_Activity_:
Each line that contains the word "kinds" is to be copied from the records below.

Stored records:
* * * * * * * * *

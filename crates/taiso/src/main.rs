//! taiso - radio calisthenics tracker
//!
//! This is the command-line front end. It wires together:
//! - Configuration loading
//! - Store initialization
//! - Timezone resolution and error reporting
//! - Record keeping, migration and streaks
//! - Timezone change monitoring

use anyhow::{Context, Result};
use clap::{Parser, Subcommand, ValueEnum};
use nix::sys::signal::Signal;
use std::path::PathBuf;
use std::sync::Arc;
use taiso_api::{CalendarDate, ExerciseRecord, ExerciseType, ExerciseTypeFilter, RecordFilter};
use taiso_config::{Settings, load_or_default};
use taiso_core::{RecordStore, TimezoneChangeDetector};
use taiso_store::{RecordStorage, SqliteStorage};
use taiso_tz::{TimezoneErrorReporter, TimezoneResolver};
use taiso_util::default_config_path;
use tokio::signal::unix::{SignalKind, signal};
use tracing::{debug, info, warn};
use tracing_subscriber::EnvFilter;

/// taiso - track your daily radio calisthenics
#[derive(Parser, Debug)]
#[command(name = "taiso")]
#[command(about = "Track daily radio calisthenics across timezones", long_about = None)]
struct Args {
    /// Configuration file path (default: ~/.config/taiso/config.toml)
    #[arg(short, long, env = "TAISO_CONFIG", default_value_os_t = default_config_path())]
    config: PathBuf,

    /// Data directory override (or set TAISO_DATA_DIR env var)
    #[arg(short, long, env = "TAISO_DATA_DIR")]
    data_dir: Option<PathBuf>,

    /// Log level
    #[arg(short, long, default_value = "warn")]
    log_level: String,

    /// Print machine-readable JSON
    #[arg(long, global = true)]
    json: bool,

    #[command(subcommand)]
    command: Command,
}

#[derive(Subcommand, Debug)]
enum Command {
    /// Record a completed exercise now
    Record {
        /// Which routine was performed
        exercise: ExerciseType,
    },

    /// List records
    List {
        /// Only records stored under this date (YYYY-MM-DD)
        #[arg(long, conflicts_with_all = ["from", "to", "timezone"])]
        date: Option<String>,

        /// Display timezone (default: configured or detected)
        #[arg(long)]
        timezone: Option<String>,

        /// First date to include (YYYY-MM-DD)
        #[arg(long)]
        from: Option<String>,

        /// Last date to include (YYYY-MM-DD)
        #[arg(long)]
        to: Option<String>,

        /// Routine to include
        #[arg(long = "type", value_enum, default_value_t = TypeArg::Both)]
        exercise_type: TypeArg,
    },

    /// Show the current streak and statistics
    Streak,

    /// Show records grouped by calendar day
    Calendar {
        /// Display timezone (default: configured or detected)
        #[arg(long)]
        timezone: Option<String>,
    },

    /// Upgrade stored legacy records to timezone-aware ones
    Migrate,

    /// Watch for timezone changes until interrupted
    Watch,

    /// Check timezone settings and print the error log
    Errors,
}

#[derive(ValueEnum, Clone, Copy, Debug)]
enum TypeArg {
    First,
    Second,
    Both,
}

impl From<TypeArg> for ExerciseTypeFilter {
    fn from(arg: TypeArg) -> Self {
        match arg {
            TypeArg::First => ExerciseTypeFilter::First,
            TypeArg::Second => ExerciseTypeFilter::Second,
            TypeArg::Both => ExerciseTypeFilter::Both,
        }
    }
}

/// Wired-up application state
struct App {
    settings: Settings,
    reporter: Arc<TimezoneErrorReporter>,
    resolver: Arc<TimezoneResolver>,
    records: RecordStore,
    json: bool,
}

impl App {
    fn new(args: &Args) -> Result<Self> {
        let settings = load_or_default(&args.config)
            .with_context(|| format!("Failed to load config from {:?}", args.config))?;

        let settings = match &args.data_dir {
            Some(data_dir) => Settings {
                data_dir: data_dir.clone(),
                ..settings
            },
            None => settings,
        };

        std::fs::create_dir_all(&settings.data_dir)
            .with_context(|| format!("Failed to create data directory {:?}", settings.data_dir))?;

        let db_path = settings.database_path();
        let storage: Arc<dyn RecordStorage> = Arc::new(
            SqliteStorage::open(&db_path)
                .with_context(|| format!("Failed to open database {:?}", db_path))?,
        );
        info!(db_path = %db_path.display(), "Store initialized");

        let reporter = Arc::new(TimezoneErrorReporter::with_capacity(settings.error_log_capacity));
        reporter.subscribe(|message, severity| {
            eprintln!("[{}] {}", severity.as_str(), message);
        });

        let resolver = Arc::new(TimezoneResolver::system(reporter.clone()));
        let records = RecordStore::new(storage, resolver.clone());

        Ok(Self {
            settings,
            reporter,
            resolver,
            records,
            json: args.json,
        })
    }

    /// Configured display zone, else the detected one
    fn display_timezone(&self, requested: Option<String>) -> String {
        requested
            .or_else(|| self.settings.display_timezone.clone())
            .unwrap_or_else(|| self.resolver.current_timezone())
    }

    async fn run(&self, command: Command) -> Result<()> {
        match command {
            Command::Record { exercise } => self.record(exercise).await,
            Command::List {
                date,
                timezone,
                from,
                to,
                exercise_type,
            } => {
                let records = match date {
                    Some(date) => self.records.records_for_date(&date).await,
                    None => {
                        let filter = RecordFilter {
                            start_date: from,
                            end_date: to,
                            exercise_type: exercise_type.into(),
                            timezone: Some(self.display_timezone(timezone)),
                        };
                        self.records.records_matching(&filter).await
                    }
                };
                self.print_records(&records)
            }
            Command::Streak => self.streak().await,
            Command::Calendar { timezone } => self.calendar(timezone).await,
            Command::Migrate => self.migrate().await,
            Command::Watch => self.watch().await,
            Command::Errors => self.errors(),
        }
    }

    async fn record(&self, exercise: ExerciseType) -> Result<()> {
        let record = self
            .records
            .record(exercise, None)
            .await
            .context("Failed to record exercise")?;

        if self.json {
            println!("{}", serde_json::to_string_pretty(&record)?);
        } else {
            println!(
                "Recorded {} on {} ({})",
                exercise.label(),
                record.date,
                record.timezone.as_deref().unwrap_or("UTC")
            );
        }
        Ok(())
    }

    fn print_records(&self, records: &[ExerciseRecord]) -> Result<()> {
        if self.json {
            println!("{}", serde_json::to_string_pretty(records)?);
            return Ok(());
        }

        if records.is_empty() {
            println!("No records");
            return Ok(());
        }
        for record in records {
            println!("{}", describe(record));
        }
        Ok(())
    }

    async fn streak(&self) -> Result<()> {
        let stats = self.records.stats().await;
        if self.json {
            println!("{}", serde_json::to_string_pretty(&stats)?);
            return Ok(());
        }

        println!("Current streak: {} day(s)", stats.current_streak);
        println!("Longest streak: {} day(s)", stats.longest_streak);
        println!("Total records: {}", stats.total_records);
        if let (Some(first), Some(last)) = (&stats.first_record_date, &stats.last_record_date) {
            println!("Recorded from {} to {}", first, last);
        }
        Ok(())
    }

    async fn calendar(&self, timezone: Option<String>) -> Result<()> {
        let timezone = self.display_timezone(timezone);
        let records = self.records.records_converted_to(Some(&timezone)).await;
        let days: Vec<CalendarDate> = self
            .records
            .projector()
            .convert_for_calendar(&records, &timezone);

        if self.json {
            println!("{}", serde_json::to_string_pretty(&days)?);
            return Ok(());
        }

        println!("Calendar ({})", timezone);
        for day in &days {
            let kinds: Vec<&str> = day.records.iter().map(|r| r.exercise_type.as_str()).collect();
            println!("  {}  {}", day.local_date_string, kinds.join(", "));
        }
        Ok(())
    }

    async fn migrate(&self) -> Result<()> {
        let report = self
            .records
            .migration()
            .migrate_all_stored()
            .await
            .context("Migration failed")?;

        if self.json {
            println!("{}", serde_json::to_string_pretty(&report)?);
        } else {
            println!(
                "Scanned {} day(s), rewrote {}, migrated {} record(s)",
                report.groups_scanned, report.groups_written, report.records_migrated
            );
            if report.records_unmigrated > 0 {
                println!("{} record(s) could not be migrated", report.records_unmigrated);
            }
        }
        Ok(())
    }

    async fn watch(&self) -> Result<()> {
        let detector = TimezoneChangeDetector::new(self.resolver.clone(), self.settings.poll_interval);
        detector.on_change(|new, old| {
            println!("Timezone changed: {} -> {}", old, new);
        });

        let mut sigterm = signal(SignalKind::terminate()).context("Failed to create SIGTERM handler")?;
        let mut sigint = signal(SignalKind::interrupt()).context("Failed to create SIGINT handler")?;
        // Resuming from a stop is the terminal's "visible again"
        let mut sigcont = signal(SignalKind::from_raw(Signal::SIGCONT as i32))
            .context("Failed to create SIGCONT handler")?;

        println!(
            "Watching timezone {} (every {}s, Ctrl-C to stop)",
            detector.last_seen_timezone(),
            detector.poll_interval().as_secs()
        );
        detector.start_monitoring();

        loop {
            tokio::select! {
                _ = sigterm.recv() => {
                    info!("Received SIGTERM, shutting down");
                    break;
                }
                _ = sigint.recv() => {
                    info!("Received SIGINT, shutting down");
                    break;
                }
                _ = sigcont.recv() => {
                    debug!("Resumed, checking timezone");
                    detector.set_visibility(true);
                }
            }
        }

        detector.stop_monitoring();
        Ok(())
    }

    fn errors(&self) -> Result<()> {
        // Exercise detection and the configured zone so failures land in the log
        let current = self.resolver.current_info();
        if let Some(tz) = &self.settings.display_timezone {
            self.resolver.info_for(tz, None);
        }

        let log = self.reporter.error_log();
        if self.json {
            println!("{}", serde_json::to_string_pretty(&log)?);
            return Ok(());
        }

        println!("Detected timezone: {} (offset {:+} min)", current.timezone, current.offset);
        if log.is_empty() {
            println!("No timezone errors");
            return Ok(());
        }
        for entry in &log {
            println!(
                "{} [{}] {} -> {}",
                entry.timestamp,
                entry.kind.as_str(),
                entry.message,
                entry.fallback_action
            );
        }
        Ok(())
    }
}

/// One-line description of a record
fn describe(record: &ExerciseRecord) -> String {
    let time = record
        .local_wall_clock()
        .map(|t| t.format("%H:%M").to_string())
        .unwrap_or_else(|| "--:--".to_string());
    let zone = record.timezone.as_deref().unwrap_or("legacy");
    format!("{} {} {} ({})", record.date, time, record.exercise_type.label(), zone)
}

#[tokio::main]
async fn main() -> Result<()> {
    let args = Args::parse();

    // Initialize logging
    let filter = EnvFilter::try_from_default_env()
        .unwrap_or_else(|_| EnvFilter::new(&args.log_level));

    tracing_subscriber::fmt()
        .with_env_filter(filter)
        .with_target(true)
        .with_writer(std::io::stderr)
        .init();

    debug!(version = env!("CARGO_PKG_VERSION"), "taiso starting");

    if taiso_util::is_mock_time_active() {
        warn!("Mock time is active");
    }

    let app = App::new(&args)?;
    app.run(args.command).await
}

* * * * * * * * *

_Your solution_:
            let kinds: Vec<&str> = day.records.iter().map(|r| r.exercise_type.as_str()).collect();
            println!("  {}  {}", day.local_date_string, kinds.join(", "));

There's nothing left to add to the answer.